Effects of sevoflurane anesthesia on cognitive function and cholinergic signaling

Abstract: In recent years, concerns have been raised regarding the potential negative impact of anesthetic drugs in postoperative cognitive dysfunction. This thesis is an attempt to contribute to the understanding of the underlying mechanisms. Previous animal studies have suggested that volatile anesthetics can cause long-lasting cognitive alterations in various settings. Based on the strong association between cholinergic function and cognitive performance, we have focused our studies on the long-term effects of volatile anesthetics on cholinergic neurotransmission. By using a combination of laboratory animal experiments and molecular biology techniques in cultured cells, we have described effects of sevoflurane anesthesia on cognitive function and cholinergic signaling.

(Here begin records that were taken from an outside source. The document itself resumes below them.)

//! Wake-cycle tests for the AppService → Scheduler → Evaluator pipeline.
//!
//! These run on the host and drive `AppService::poll` the way the
//! firmware's wake loop does, with a fixed clock and recording adapters.

use crate::mock_hw::{ActuatorCall, FixedClock, JAN_1_2024, MockHardware, MockStore, RecordingSink};

use plantnanny::app::events::AppEvent;
use plantnanny::app::service::{AppService, CycleStep};
use plantnanny::config::SystemConfig;
use plantnanny::app::ports::ActuatorPort;
use plantnanny::events::{Event, EventQueue, InboundMessage};
use plantnanny::schedule::Projection;
use plantnanny::schedule::state::{
    KEY_AMOUNT, KEY_CONTAINER_SIZE, KEY_FREQUENCY, KEY_HOURS_UNTIL_DUE, KEY_LAST_TICK,
    KEY_REMAINING_WATER, encode_signed,
};

const EIGHT_AM_EPOCH_HOUR: u32 = (JAN_1_2024 / 3600) as u32 + 8;

/// One pump at 48 h / 50 mL, due at the next boundary, 100 mL left.
fn one_pump_due() -> MockStore {
    MockStore::with(&[
        (KEY_CONTAINER_SIZE, 1),
        (KEY_REMAINING_WATER, 100),
        (KEY_FREQUENCY[0], 3),
        (KEY_AMOUNT[0], 2),
        (KEY_HOURS_UNTIL_DUE[0], 1),
    ])
}

struct Rig {
    app: AppService,
    queue: EventQueue,
    hw: MockHardware,
    sink: RecordingSink,
}

impl Rig {
    fn new(store: &MockStore) -> Self {
        let mut sink = RecordingSink::new();
        let mut app = AppService::new(SystemConfig::default(), store, 0);
        app.start(&mut sink);
        Self {
            app,
            queue: EventQueue::new(),
            hw: MockHardware::new(),
            sink,
        }
    }

    fn poll(&mut self, now_ms: u64, clock: &FixedClock, store: &mut MockStore) -> CycleStep {
        self.app
            .poll(now_ms, &self.queue, clock, &mut self.hw, store, &mut self.sink)
    }

    /// Poll every 50 ms until the service asks for sleep.
    fn run_wake(&mut self, clock: &FixedClock, store: &mut MockStore) -> u32 {
        for i in 0..1_000 {
            if let CycleStep::Sleep(secs) = self.poll(i * 50, clock, store) {
                return secs;
            }
        }
        panic!("wake cycle never ended");
    }
}

/// Actuator that delivers a command the first time a pump starts, like a
/// broker message landing mid-run.
struct DeliveringActuator<'a> {
    hw: MockHardware,
    queue: &'a EventQueue,
    pending: Option<Event>,
}

impl ActuatorPort for DeliveringActuator<'_> {
    fn pump_on(&mut self, index: usize) {
        if let Some(event) = self.pending.take() {
            assert!(self.queue.push(event));
        }
        self.hw.pump_on(index);
    }

    fn pump_off(&mut self, index: usize) {
        self.hw.pump_off(index);
    }

    fn all_off(&mut self) {
        self.hw.all_off();
    }

    fn delay_ms(&mut self, ms: u32) {
        self.hw.delay_ms(ms);
    }
}

// ── Hour boundary ─────────────────────────────────────────────

#[test]
fn boundary_runs_due_pump_and_sleeps_to_next_hour() {
    let mut store = one_pump_due();
    let mut rig = Rig::new(&store);
    let clock = FixedClock::at(8, 0, 27);

    // The run itself keeps the wake alive for one more drain.
    assert_eq!(rig.poll(0, &clock, &mut store), CycleStep::Continue);
    assert_eq!(rig.hw.pumps_started(), vec![0]);

    // 3573 s to 09:00:00 plus 27 s drift compensation.
    assert_eq!(rig.poll(50, &clock, &mut store), CycleStep::Sleep(3600));
    assert_eq!(rig.hw.pumps_started(), vec![0]);
    assert!(!rig.hw.any_pump_on());

    let state = rig.app.state();
    assert_eq!(state.budget.remaining_water_ml, 50);
    assert_eq!(state.pumps[0].hours_until_due, 48);

    assert_eq!(store.get_signed(KEY_REMAINING_WATER), Some(50));
    assert_eq!(store.get_signed(KEY_HOURS_UNTIL_DUE[0]), Some(48));
    assert_eq!(store.get(KEY_LAST_TICK), Some(EIGHT_AM_EPOCH_HOUR));

    assert_eq!(rig.sink.count(|e| matches!(e, AppEvent::PumpActivated(_))), 1);
    assert!(matches!(rig.sink.events.last(), Some(AppEvent::Sleeping { secs: 3600 })));
}

#[test]
fn pumps_run_in_order_with_settle_delay_between_slots() {
    let mut store = MockStore::with(&[
        (KEY_CONTAINER_SIZE, 4),
        (KEY_REMAINING_WATER, 5000),
        (KEY_FREQUENCY[0], 4),
        (KEY_AMOUNT[0], 2),
        (KEY_FREQUENCY[2], 4),
        (KEY_AMOUNT[2], 1),
    ]);
    let mut rig = Rig::new(&store);
    let clock = FixedClock::at(6, 0, 30);

    rig.run_wake(&clock, &mut store);

    let settle = SystemConfig::default().pump_settle_ms;
    assert_eq!(
        rig.hw.calls,
        vec![
            ActuatorCall::PumpOn(0),
            ActuatorCall::Delay(5000),
            ActuatorCall::PumpOff(0),
            ActuatorCall::Delay(settle),
            ActuatorCall::Delay(settle),
            ActuatorCall::PumpOn(2),
            ActuatorCall::Delay(2500),
            ActuatorCall::PumpOff(2),
            ActuatorCall::Delay(settle),
            ActuatorCall::AllOff,
        ]
    );
    assert_eq!(rig.app.state().budget.remaining_water_ml, 5000 - 50 - 25);
}

#[test]
fn empty_tank_skips_pumps_but_keeps_counting_down() {
    let mut store = one_pump_due();
    store.values.insert(KEY_REMAINING_WATER.into(), encode_signed(-10));
    let mut rig = Rig::new(&store);
    let clock = FixedClock::at(8, 0, 5);

    rig.run_wake(&clock, &mut store);

    assert!(rig.hw.pumps_started().is_empty());
    assert_eq!(store.get_signed(KEY_HOURS_UNTIL_DUE[0]), Some(0));
    assert_eq!(store.get_signed(KEY_REMAINING_WATER), Some(-10));
    assert_eq!(rig.sink.count(|e| matches!(e, AppEvent::WaterEmpty { .. })), 1);
}

#[test]
fn handled_boundary_is_not_run_again_after_reboot() {
    let mut store = one_pump_due();
    let clock = FixedClock::at(8, 0, 27);

    let mut first = Rig::new(&store);
    first.run_wake(&clock, &mut store);
    assert_eq!(first.hw.pumps_started(), vec![0]);

    // Early timer wake inside the same boundary window.
    let clock = FixedClock::at(8, 0, 50);
    let mut second = Rig::new(&store);
    assert_eq!(second.poll(0, &clock, &mut store), CycleStep::Continue);
    assert!(second.hw.pumps_started().is_empty());
    assert_eq!(second.app.state().budget.remaining_water_ml, 50);
    assert_eq!(second.sink.count(|e| matches!(e, AppEvent::HourTick { .. })), 0);
}

#[test]
fn next_boundary_fires_again() {
    let mut store = one_pump_due();
    store.values.insert(KEY_LAST_TICK.into(), EIGHT_AM_EPOCH_HOUR);
    let mut rig = Rig::new(&store);
    let clock = FixedClock::at(9, 0, 27);

    rig.run_wake(&clock, &mut store);
    assert_eq!(store.get(KEY_LAST_TICK), Some(EIGHT_AM_EPOCH_HOUR + 1));
    assert_eq!(rig.hw.pumps_started(), vec![0]);
}

#[test]
fn command_arriving_during_pump_run_is_applied_before_sleep() {
    let mut store = one_pump_due();
    let queue = EventQueue::new();
    let mut app = AppService::new(SystemConfig::default(), &store, 0);
    let mut sink = RecordingSink::new();
    let mut hw = DeliveringActuator {
        hw: MockHardware::new(),
        queue: &queue,
        pending: Some(Event::Message(
            InboundMessage::new("plant-nanny/1/command-water", b"3000").unwrap(),
        )),
    };
    let clock = FixedClock::at(8, 0, 27);

    assert_eq!(app.poll(0, &queue, &clock, &mut hw, &mut store, &mut sink), CycleStep::Continue);
    assert_eq!(hw.hw.pumps_started(), vec![0]);
    assert_eq!(queue.len(), 1);

    let step = app.poll(50, &queue, &clock, &mut hw, &mut store, &mut sink);

    assert_eq!(step, CycleStep::Sleep(3600));
    assert!(queue.is_empty());
    assert_eq!(app.state().budget.remaining_water_ml, 3000);
    assert_eq!(store.get_signed(KEY_REMAINING_WATER), Some(3000));
    // Applied once; the boundary does not fire a second time.
    assert_eq!(hw.hw.pumps_started(), vec![0]);
    assert_eq!(sink.count(|e| matches!(e, AppEvent::HourTick { .. })), 1);
}

// ── Off-boundary and degraded wakes ───────────────────────────

#[test]
fn off_boundary_wake_sleeps_after_inactivity() {
    let mut store = one_pump_due();
    let mut rig = Rig::new(&store);
    let clock = FixedClock::at(10, 23, 10);

    assert_eq!(rig.poll(0, &clock, &mut store), CycleStep::Continue);
    assert_eq!(rig.poll(14_999, &clock, &mut store), CycleStep::Continue);

    // 36 min 50 s to 11:00 plus drift compensation.
    assert_eq!(rig.poll(15_000, &clock, &mut store), CycleStep::Sleep(2210 + 27));
    assert!(rig.hw.pumps_started().is_empty());
    assert_eq!(rig.hw.calls.last(), Some(&ActuatorCall::AllOff));
}

#[test]
fn boundary_runs_before_slow_network_bring_up() {
    let mut store = one_pump_due();
    let mut rig = Rig::new(&store);

    // Boot poll at hh:00:27 off the RTC, before any radio work.
    assert_eq!(rig.poll(0, &FixedClock::at(8, 0, 27), &mut store), CycleStep::Continue);
    assert_eq!(rig.hw.pumps_started(), vec![0]);

    // WiFi, SNTP and MQTT took 18 s; minute 0 has passed by now.
    let late = FixedClock::at(8, 1, 5);
    rig.app.extend_wake(18_000);
    rig.queue
        .push(Event::Message(InboundMessage::new("plant-nanny/1/2/command-freq", b"4").unwrap()));

    assert_eq!(rig.poll(18_050, &late, &mut store), CycleStep::Sleep(3535 + 27));
    assert_eq!(rig.app.state().pumps[1].frequency_category, 4);
    assert_eq!(rig.sink.count(|e| matches!(e, AppEvent::HourTick { .. })), 1);
    assert_eq!(store.get(KEY_LAST_TICK), Some(EIGHT_AM_EPOCH_HOUR));
}

#[test]
fn extend_wake_restarts_the_inactivity_window() {
    let mut store = one_pump_due();
    let mut rig = Rig::new(&store);
    let clock = FixedClock::at(10, 23, 10);

    assert_eq!(rig.poll(0, &clock, &mut store), CycleStep::Continue);
    rig.app.extend_wake(18_000);
    assert_eq!(rig.poll(20_000, &clock, &mut store), CycleStep::Continue);
    assert!(matches!(rig.poll(33_000, &clock, &mut store), CycleStep::Sleep(_)));
}

#[test]
fn user_activity_extends_the_wake() {
    let mut store = one_pump_due();
    let mut rig = Rig::new(&store);
    let clock = FixedClock::at(10, 23, 10);

    rig.queue.push(Event::UserActivity);
    assert_eq!(rig.poll(10_000, &clock, &mut store), CycleStep::Continue);
    assert_eq!(rig.poll(20_000, &clock, &mut store), CycleStep::Continue);
    assert!(matches!(rig.poll(25_000, &clock, &mut store), CycleStep::Sleep(_)));
}

#[test]
fn no_clock_sleeps_blind_without_touching_countdowns() {
    let mut store = one_pump_due();
    let mut rig = Rig::new(&store);
    let clock = FixedClock::unsynced();

    assert_eq!(rig.poll(0, &clock, &mut store), CycleStep::Continue);
    assert_eq!(rig.poll(5_000, &clock, &mut store), CycleStep::Continue);
    assert_eq!(rig.poll(15_000, &clock, &mut store), CycleStep::Sleep(3600));

    assert_eq!(rig.sink.count(|e| matches!(e, AppEvent::ClockUnavailable)), 1);
    assert_eq!(rig.app.state().pumps[0].hours_until_due, 1);
    assert_eq!(store.writes, 0);
    assert_eq!(store.get(KEY_LAST_TICK), None);
}

// ── Telemetry ─────────────────────────────────────────────────

#[test]
fn telemetry_carries_projection_and_battery() {
    let store = MockStore::with(&[
        (KEY_CONTAINER_SIZE, 2),
        (KEY_REMAINING_WATER, 4200),
        (KEY_FREQUENCY[0], 3),
        (KEY_FREQUENCY[1], 3),
        (KEY_FREQUENCY[2], 3),
        (KEY_FREQUENCY[3], 3),
        (KEY_AMOUNT[0], 2),
        (KEY_AMOUNT[1], 2),
        (KEY_AMOUNT[2], 2),
        (KEY_AMOUNT[3], 2),
    ]);
    let mut rig = Rig::new(&store);

    rig.app.publish_telemetry(&mut rig.hw, &mut rig.sink);

    let Some(AppEvent::Telemetry(t)) = rig.sink.events.last() else {
        panic!("no telemetry emitted");
    };
    assert_eq!(t.remaining_ml, 4200);
    assert_eq!(t.container_size_category, 2);
    match t.days_left {
        Projection::Days(d) => assert!((40..=42).contains(&d), "got {d} days"),
        Projection::Indefinite => panic!("expected a finite projection"),
    }
    // 3100 raw ≈ 5.0 V through the 1:2 divider.
    assert!((t.battery_volts - 5.0).abs() < 0.01, "got {}", t.battery_volts);
}

#[test]
fn started_event_reports_active_pumps() {
    let store = one_pump_due();
    let rig = Rig::new(&store);
    assert_eq!(
        rig.sink.events.first(),
        Some(&AppEvent::Started {
            remaining_ml: 100,
            active_pumps: 1
        })
    );
}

Our studies on spontaneous exploratory behavior, anxiety, object memory and analyses of behavioral organization in mice show that for some aspects of cognitive performance sevoflurane can cause long-lasting effects, while other aspects are unaltered by anesthesia. We have shown that age and preexisting cholinergic dysfunction are factors that influence the results. A normal cholinergic system, as represented by young wild type mice, seems to protect from behavioral alterations after anesthesia. Our results suggest that sevoflurane causes a sustained attenuation in acetylcholine-induced phosphorylation of important intracellular kinases. We have linked our findings to signaling via muscarinic acetylcholine receptors, and we have also demonstrated that the effect of sevoflurane is not likely exerted by reducing the receptor population on the cell surface, nor by altering the total amount of receptor protein available for ligand binding. The overall conclusion from the results of this thesis is that under certain experimental conditions, sevoflurane induces long-lasting alterations both in animal behavior and in cellular signaling.